Segundo cálculo feito pela Tendências, o câmbio médio até aqui neste trimestre, de US$ 2,05, está 2,3% acima da média do primeiro trimestre, de R$ 1,99. Por outro lado, as cotações em dólar das commodities, incluindo grãos e metais, caíram 1,5% - com essa compensação, o aumento em reais destes produtos acaba sendo de apenas 0,7%. "Isso equivale a um impacto de 0,03 ponto percentual na inflação do trimestre. É ainda muito pouco", disse Alessandra. "Não dá para olhar só o câmbio para pensar na inflação. Tem que pensar no conjunto da situação."
Para Basilik Litvac, analista da MCM Consultores, o impacto de um dólar mais caro para o índice de preços pode ser maior, mas diluído ao longo de vários meses, já que o repasse do aumento leva tempo até se disseminar por toda a cadeia. "Nossa estimativa é que, para cada 10% de aumento no câmbio, a inflação ganha 0,4 ponto em um 12 meses", disse a economista. Ontem, o câmbio fechou em 2,22, já bem acima da média do primeiro trimestre. Já o IPCA, índice oficial de preços do IBGE, após meses de pressão dos alimentos cedeu em maio para 0,37% no mês, embora continue acumulando 6,5% em um ano, o limite da meta estabelecida pelo governo.
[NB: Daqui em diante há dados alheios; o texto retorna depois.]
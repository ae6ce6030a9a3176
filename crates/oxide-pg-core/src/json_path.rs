//! Addressing of nested fields inside `json`/`jsonb` columns.

use crate::prepared::{quote_identifier, quote_literal};

/// One step of a JSON path.
#[derive(Debug, Clone, PartialEq, Eq, Hash)]
pub enum PathStep {
    /// Object key, rendered as a quoted literal.
    Key(String),
    /// Array index, rendered unquoted.
    Index(usize),
}

/// A reference to a nested value of a JSON column.
///
/// ```rust
/// use oxide_pg_core::json_path::JsonPath;
///
/// let path = JsonPath::new("meta").property("tags").index(0);
/// assert_eq!(path.render(), r#""meta"->'tags'->0"#);
/// ```
#[derive(Debug, Clone, PartialEq, Eq, Hash)]
pub struct JsonPath {
    alias: Option<String>,
    column: String,
    steps: Vec<PathStep>,
}

impl JsonPath {
    /// A path rooted at `column`.
    #[must_use]
    pub fn new(column: impl Into<String>) -> Self {
        Self {
            alias: None,
            column: column.into(),
            steps: Vec::new(),
        }
    }

    /// A path rooted at `alias.column`.
    #[must_use]
    pub fn aliased(alias: impl Into<String>, column: impl Into<String>) -> Self {
        Self {
            alias: Some(alias.into()),
            ..Self::new(column)
        }
    }

    /// Descends into `name`. A name made only of digits is an array index.
    #[must_use]
    pub fn property(&self, name: impl Into<String>) -> Self {
        let name = name.into();
        let step = if !name.is_empty() && name.bytes().all(|b| b.is_ascii_digit()) {
            name.parse().map_or(PathStep::Key(name), PathStep::Index)
        } else {
            PathStep::Key(name)
        };
        self.push(step)
    }

    /// Descends into array element `index`.
    #[must_use]
    pub fn index(&self, index: usize) -> Self {
        self.push(PathStep::Index(index))
    }

    /// Appends pre-built steps.
    #[must_use]
    pub fn with_steps(&self, steps: &[PathStep]) -> Self {
        let mut path = self.clone();
        path.steps.extend_from_slice(steps);
        path
    }

    fn push(&self, step: PathStep) -> Self {
        let mut path = self.clone();
        path.steps.push(step);
        path
    }

    /// Root column.
    #[must_use]
    pub fn column(&self) -> &str {
        &self.column
    }

    /// Alias qualifying the root column.
    #[must_use]
    pub fn alias(&self) -> Option<&str> {
        self.alias.as_deref()
    }

    /// Steps below the root column.
    #[must_use]
    pub fn steps(&self) -> &[PathStep] {
        &self.steps
    }

    /// Returns `true` when the path has no steps.
    #[must_use]
    pub fn is_root(&self) -> bool {
        self.steps.is_empty()
    }

    /// Renders the path expression, e.g. `"u"."meta"->'a'->0`.
    #[must_use]
    pub fn render(&self) -> String {
        let mut out = String::new();
        if let Some(alias) = &self.alias {
            out.push_str(&quote_identifier(alias));
            out.push('.');
        }
        out.push_str(&quote_identifier(&self.column));
        for step in &self.steps {
            out.push_str("->");
            match step {
                PathStep::Key(key) => out.push_str(&quote_literal(key)),
                PathStep::Index(index) => out.push_str(&index.to_string()),
            }
        }
        out
    }

    /// Renders the path with every step parenthesized, the way PostgreSQL
    /// echoes operator expressions in index definitions, e.g.
    /// `(("meta"->'tags')->0)`.
    #[must_use]
    pub fn render_nested(&self) -> String {
        let mut out = String::new();
        if let Some(alias) = &self.alias {
            out.push_str(&quote_identifier(alias));
            out.push('.');
        }
        out.push_str(&quote_identifier(&self.column));
        for step in &self.steps {
            let step = match step {
                PathStep::Key(key) => quote_literal(key),
                PathStep::Index(index) => index.to_string(),
            };
            out = format!("({out}->{step})");
        }
        out
    }
}

#[cfg(test)]
mod tests {
    use super::*;

    #[test]
    fn test_numeric_property_is_index() {
        let path = JsonPath::new("meta").property("items").property("2").property("name");
        assert_eq!(path.render(), r#""meta"->'items'->2->'name'"#);
        assert_eq!(
            path.steps(),
            &[
                PathStep::Key("items".into()),
                PathStep::Index(2),
                PathStep::Key("name".into()),
            ]
        );
    }

    #[test]
    fn test_aliased_path() {
        let path = JsonPath::aliased("u", "meta").property("isCool");
        assert_eq!(path.render(), r#""u"."meta"->'isCool'"#);
        assert_eq!(path.alias(), Some("u"));
    }

    #[test]
    fn test_key_is_escaped() {
        let path = JsonPath::new("meta").property("it's");
        assert_eq!(path.render(), r#""meta"->'it''s'"#);
    }

    #[test]
    fn test_nested_rendering_parenthesizes_each_step() {
        let path = JsonPath::new("meta").property("tags").index(0);
        assert_eq!(path.render_nested(), r#"(("meta"->'tags')->0)"#);
        assert_eq!(JsonPath::new("meta").render_nested(), r#""meta""#);
    }

    #[test]
    fn test_paths_are_persistent() {
        let root = JsonPath::new("meta");
        let child = root.property("a");
        assert!(root.is_root());
        assert!(!child.is_root());
    }
}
Basilik também destaca o fato de o varejo ter, até aqui, segurado o preços dos alimentos em alta enquanto vários deles já estavam em deflação há meses no atacado. "Como muitos produtos da cadeia não tiveram esse repasse da redução no começo do ano, a chance de acompanharem esta alta agora é pequena", disse a economista.
Além da soja, a prévia do IGP-M, que recolheu preços de 21 de maio a 10 de junho, registrou aumento em itens que independem de dólar e do mercado internacional, caso do leite (3,99%) e da batata (13,43%). Ainda assim, os economistas concordam que, apesar das oscilações, os alimentos não devem registrar, no futuro, os altos índices dos últimos meses.